There were obstetric nurses, but no midwives. Many upper class women feared that they would lose sexual attractiveness with vaginal birth and opted for Caesarean section. Men still had minor wives, though polygamy was not legally recognised. When I was there the Crown Prince had a morganatic wife who bore him five children. She was an actress whom he had been in love with for many years.
Women feared pain and thought Caesareans were pain-free. Thailand had one of the highest rates of drug use in the world. Doctors didn’t tell patients what the drugs were that they are prescribing. There was wide-spread use of antibiotics for minor conditions such as colds, and a resulting general resistance to antibiotics.
Fathers were not present during childbirth. They could look through the glass of the communal nurseries to see their babies. A woman who had had a Caesarean could not see her baby until she was well enough to travel to the nursery, which was on a different floor to the postnatal ward. She was also told that she would not be able to breastfeed for three days and that the baby must have formula. Bottles were brought out and stood in jugs of hot water to keep warm.

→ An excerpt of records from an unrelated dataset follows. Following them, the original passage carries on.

// Copyright 2026 the Flicker Authors
// SPDX-License-Identifier: Apache-2.0 OR MIT

//! Layer and window trace reconstruction and queries.
//!
//! `flicker_core` ingests captures of a display stack recorded over time,
//! rebuilds each entry's parent/child hierarchy from flattened records,
//! derives per-node visibility, and answers the spatial and named queries
//! that UI correctness assertions are built on. It is `no_std` compatible
//! (with `alloc`) and stores each snapshot as a compact index arena.
//!
//! # Architecture
//!
//! ```text
//!   bytes ──► wire::decode() ──► DecodedEntry (flat records)
//!                                    │
//!                 ┌──────────────────┘
//!                 ▼
//!   SnapshotBuilder::build() ──► Snapshot ──► Trace
//!                                    │
//!                                    ▼
//!                     queries ──► QueryResult
//! ```
//!
//! **[`region`]**: Integer rectangles and rectangle unions used for visible
//! regions and coverage checks.
//!
//! **[`node`]**: Capture records, reconstructed nodes, and visibility
//! verdicts.
//!
//! **[`builder`]**: Order-independent hierarchy reconstruction with
//! configurable display-root detection and orphan handling.
//!
//! **[`snapshot`]** and **[`query`]**: The immutable per-entry tree and the
//! named predicates evaluated on it.
//!
//! **[`wire`]**: The binary container decoder and a matching writer.
//!
//! **[`trace`]**: Time-ordered snapshot sequences with timestamp lookups.
//!
//! **[`diag`]**: [`DiagnosticSink`](diag::DiagnosticSink) trait and event
//! types for load instrumentation, with the zero-overhead
//! [`Diagnostics`](diag::Diagnostics) wrapper.
//!
//! # Crate features
//!
//! - `std` (disabled by default): Enables `std` support in dependencies.
//! - `diagnostics` (disabled by default): Enables `Diagnostics` method bodies
//!   (one branch per call site).

#![no_std]
#![cfg_attr(docsrs, feature(doc_auto_cfg))]

extern crate alloc;

pub mod builder;
pub mod diag;
pub mod error;
pub mod node;
pub mod query;
pub mod region;
pub mod snapshot;
pub mod trace;
pub mod wire;

pub use builder::{BuildOptions, OrphanPolicy};
pub use error::{DecodeError, OrphanError, ParseError, TraceError};
pub use query::QueryResult;
pub use snapshot::Snapshot;
pub use trace::Trace;
pub use wire::TraceKind;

Induction was popular for social reasons. For example, a baby must be born on its grandfather’s birthday, or because the horoscope gave an auspicious date. Other medical interventions, including surgery, were decided on, and dates set, for largely social reasons. A woman
opted to have her appendix out and be sterilised at the same time, for example, and get back to work in three days.
Doctors gave little explanation of what they were doing, not only concerning childbirth but also in dealing with infertility and miscarriage. This was because if the doctor could not do anything it would result in loss of face, which was very important in Thailand.
I also visited the museum in Bangkok to see the birthing figures there. These very simple figurines in clay from Sangaloq dating from the Sukothai period – the twelfth to fifteenth century – showed the woman sitting with one knee bent and the other knee rotated outwards on the ground with her heel guarding her perineum. There was one which showed the mother with her hand on the head as the baby was emerging. Clearly, at that time women actively gave birth and knew exactly what to do to deliver gently and slowly.
Grandmothers Of The Umbilical Cord
In Nicaragua, nurses and other health workers were working together to offer women education for childbirth. Nicaragua was a country torn by war and revolution, where deaths and kidnappings occurred every week. Health teams were struggling to bring not only good care for women in pregnancy and birth, but to help them get the information they needed in order to make choices, prepare themselves for birth and motherhood, and find a voice as women that would affect the social changes being made throughout the country.
When modern kinds of maternity care were introduced to Latin American countries they were invariably based on the US model, with obstetricians making the rules, high-tech machinery and ostracism and humiliation of the local traditional midwives. Brave efforts had been made to resist this. Since the revolution in 1979, a model of health care had been created by the Sandinistas based on the principle that health care was the right of all people, and that the best of traditional practices should be incorporated. In 1982 a national training programme for the midwives – parteras – was launched, and by the end of 1984 more than 3,000 had been incorporated into the National Health Care System.